Planejamento do Lollapalooza e cronograma do Riize na América do Sul

A inserção do k-pop no line-up resultou de uma combinação de disponibilidade de agenda e interesse mútuo, segundo Marcelo Beraldo, diretor artístico das edições sul-americanas do Lollapalooza. O executivo avaliou que o festival demorou a incluir artistas da Coreia do Sul por razões que envolvem conflito de datas, competitividade global do mercado musical e, em determinados casos, desinteresse de grupos sul-coreanos no circuito latino.

No passado recente, a organização testou a receptividade do público com bandas independentes da Coreia, como The Rose em 2023 e Wave to Earth em 2024. A experiência positiva abriu caminho para a escalação de um artista de maior projeção dentro do gênero.
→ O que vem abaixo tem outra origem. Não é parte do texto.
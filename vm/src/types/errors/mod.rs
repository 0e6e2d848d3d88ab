pub mod math_errors;
pub mod program_errors;
use std::cell::RefCell;

use num_integer::Integer;
use starknet_types_core::hash::{Pedersen, StarkHash};

use crate::types::builtin_name::BuiltinName;
use crate::types::instance_definitions::{CELLS_PER_HASH, INPUT_CELLS_PER_HASH};
use crate::types::relocatable::{MaybeRelocatable, Relocatable};
use crate::vm::errors::runner_errors::RunnerError;
use crate::vm::vm_memory::memory::Memory;
use crate::vm::vm_memory::memory_segments::MemorySegmentManager;

use super::BuiltinRunnerCapabilities;

#[derive(Debug, Clone)]
pub struct HashBuiltinRunner {
    pub base: usize,
    ratio: Option<u32>,
    pub(crate) stop_ptr: Option<usize>,
    pub(crate) included: bool,
    // Offsets whose hash was already handed out; each output is deduced once.
    verified_addresses: RefCell<Vec<bool>>,
}

impl HashBuiltinRunner {
    pub fn new(ratio: Option<u32>, included: bool) -> Self {
        HashBuiltinRunner {
            base: 0,
            ratio,
            stop_ptr: None,
            included,
            verified_addresses: RefCell::new(Vec::new()),
        }
    }

    /// Output addresses deduced so far.
    pub fn verified_addresses(&self) -> Vec<Relocatable> {
        self.verified_addresses
            .borrow()
            .iter()
            .enumerate()
            .filter(|(_, verified)| **verified)
            .map(|(offset, _)| Relocatable::from((self.base as isize, offset)))
            .collect()
    }
}

impl BuiltinRunnerCapabilities for HashBuiltinRunner {
    fn name(&self) -> BuiltinName {
        BuiltinName::pedersen
    }

    fn base(&self) -> usize {
        self.base
    }

    fn included(&self) -> bool {
        self.included
    }

    fn ratio(&self) -> Option<u32> {
        self.ratio
    }

    fn cells_per_instance(&self) -> u32 {
        CELLS_PER_HASH
    }

    fn n_input_cells(&self) -> u32 {
        INPUT_CELLS_PER_HASH
    }

    fn stop_ptr(&self) -> Option<usize> {
        self.stop_ptr
    }

    fn set_stop_ptr(&mut self, stop_ptr: usize) {
        self.stop_ptr = Some(stop_ptr)
    }

    fn initialize_segments(&mut self, segments: &mut MemorySegmentManager) {
        self.base = segments.add().segment_index as usize
    }

    fn deduce_memory_cell(
        &self,
        address: Relocatable,
        memory: &Memory,
    ) -> Result<Option<MaybeRelocatable>, RunnerError> {
        if address.offset.mod_floor(&(CELLS_PER_HASH as usize)) != 2
            || *self
                .verified_addresses
                .borrow()
                .get(address.offset)
                .unwrap_or(&false)
        {
            return Ok(None);
        }

        let num_a = memory.get(&Relocatable::from((
            address.segment_index,
            address.offset - 2,
        )));
        let num_b = memory.get(&Relocatable::from((
            address.segment_index,
            address.offset - 1,
        )));
        let (Some(MaybeRelocatable::Int(num_a)), Some(MaybeRelocatable::Int(num_b))) = (
            num_a.as_ref().map(|x| x.as_ref()),
            num_b.as_ref().map(|x| x.as_ref()),
        ) else {
            return Ok(None);
        };

        let mut verified_addresses = self.verified_addresses.borrow_mut();
        if verified_addresses.len() <= address.offset {
            verified_addresses.resize(address.offset + 1, false);
        }
        verified_addresses[address.offset] = true;
        Ok(Some(Pedersen::hash(num_a, num_b).into()))
    }
}

#[cfg(test)]
mod tests {
    use super::*;
    use crate::relocatable;
    use crate::utils::test_utils::*;
    use crate::vm::runners::builtin_runner::BuiltinRunner;
    use crate::Felt252;

    #[test]
    fn deduce_memory_cell_pedersen_for_preset_memory_valid() {
        let memory = memory![((0, 3), 32), ((0, 4), 72), ((0, 5), 0)];
        let builtin = HashBuiltinRunner::new(Some(8), true);
        let result = builtin.deduce_memory_cell(relocatable!(0, 5), &memory);
        assert_eq!(
            result,
            Ok(Some(MaybeRelocatable::from(
                Felt252::from_hex(
                    "0x73b3ec210cccbb970f80c6826fb1c40ae9f487617696234ff147451405c339f"
                )
                .unwrap()
            )))
        );
        assert_eq!(builtin.verified_addresses(), vec![relocatable!(0, 5)]);
    }

    #[test]
    fn deduce_memory_cell_pedersen_for_preset_memory_incorrect_offset() {
        let memory = memory![((0, 4), 32), ((0, 5), 72), ((0, 6), 0)];
        let builtin = HashBuiltinRunner::new(Some(8), true);
        assert_eq!(builtin.deduce_memory_cell(relocatable!(0, 6), &memory), Ok(None));
    }

    #[test]
    fn deduce_memory_cell_pedersen_for_preset_memory_no_values_to_hash() {
        let memory = memory![((0, 4), 72), ((0, 5), 0)];
        let builtin = HashBuiltinRunner::new(Some(8), true);
        assert_eq!(builtin.deduce_memory_cell(relocatable!(0, 5), &memory), Ok(None));
    }

    #[test]
    fn deduce_memory_cell_pedersen_for_pointer_input() {
        let memory = memory![((0, 3), (1, 0)), ((0, 4), 72)];
        let builtin = HashBuiltinRunner::new(Some(8), true);
        assert_eq!(builtin.deduce_memory_cell(relocatable!(0, 5), &memory), Ok(None));
    }

    #[test]
    fn deduce_memory_cell_pedersen_already_computed() {
        let memory = memory![((0, 3), 32), ((0, 4), 72), ((0, 5), 0)];
        let builtin = HashBuiltinRunner::new(Some(8), true);
        assert!(builtin
            .deduce_memory_cell(relocatable!(0, 5), &memory)
            .unwrap()
            .is_some());
        assert_eq!(builtin.deduce_memory_cell(relocatable!(0, 5), &memory), Ok(None));
    }

    #[test]
    fn get_used_instances_rounds_up() {
        let builtin = HashBuiltinRunner::new(Some(10), true);
        let mut vm = vm!();
        vm.segments.segment_used_sizes = Some(vec![4]);
        assert_eq!(builtin.get_used_instances(&vm.segments), Ok(2));
    }

    #[test]
    fn final_stack() {
        let mut builtin: BuiltinRunner = HashBuiltinRunner::new(Some(10), true).into();
        let mut vm = vm!();
        vm.segments = segments![
            ((0, 0), (0, 0)),
            ((0, 1), (0, 1)),
            ((2, 0), (0, 0)),
            ((2, 1), (0, 0))
        ];
        vm.segments.segment_used_sizes = Some(vec![0]);
        assert_eq!(
            builtin.final_stack(&vm.segments, relocatable!(2, 2)),
            Ok(relocatable!(2, 1))
        );
    }

    #[test]
    fn initial_stack_not_included() {
        let builtin = HashBuiltinRunner::new(Some(8), false);
        assert!(builtin.initial_stack().is_empty());
        assert_eq!(builtin.name(), BuiltinName::pedersen);
    }
}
A contratação do Riize concretizou esse movimento e coincidiu com a turnê do sexteto pela América do Sul, que incluiu passagens prévias pelo Lollapalooza Argentina e Lollapalooza Chile.

Para a terceira noite do festival brasileiro, a programação previa a DJ Peggy Gou e o grupo Katseye — este último gerenciado pela mesma empresa que representa o BTS — em horários que competem com o headliner Tyler, the Creator, reiterando a estratégia de expor o público local a diferentes vertentes da música sul-coreana.

Formação, gravadora e trajetória inicial do Riize reforçam autoridade no k-pop

Riize integra o elenco da SM Entertainment, uma das maiores gravadoras da Coreia do Sul, responsável por artistas consagrados que ajudaram a consolidar o k-pop globalmente. Lançado em 2023, o sexteto iniciou a carreira com o single “Get a Guitar”, seguido por outros sucessos mencionados no repertório do Lollapalooza. A curta, porém dinâmica, discografia inclui títulos que misturam pop, rap, R&B e influências eletrônicas, refletindo a tendência híbrida dominante no cenário sul-coreano contemporâneo.

Mesmo em fase inicial, o grupo já acumula experiência em grandes palcos internacionais. As passagens consecutivas por três países latino-americanos ampliam a exposição fora da Ásia e demonstram o interesse crescente de organizadores de festivais em diversificar o line-up com atrações de k-pop.

Perspectivas: retorno prometido ao Brasil e expansão regional do k-pop

Antes de se despedir, o Riize prometeu voltar ao Brasil, sinalizando que novas datas podem ser confirmadas conforme a demanda demonstrada pelos fãs. Do ponto de vista do festival, a recepção observada pode influenciar futuras edições a incluírem mais nomes do gênero, especialmente diante do nicho engajado que compareceu mesmo diante de concorrência direta com uma atração principal de grande apelo no mercado pop ocidental.

Com a conclusão do show de “Fly Up” e o deslocamento de fãs para outros palcos, a presença inaugural do k-pop no Lollapalooza Brasil ficou registrada como marco histórico e ponto de partida para próximas negociações entre organizações de festivais latino-americanos e a indústria musical da Coreia do Sul.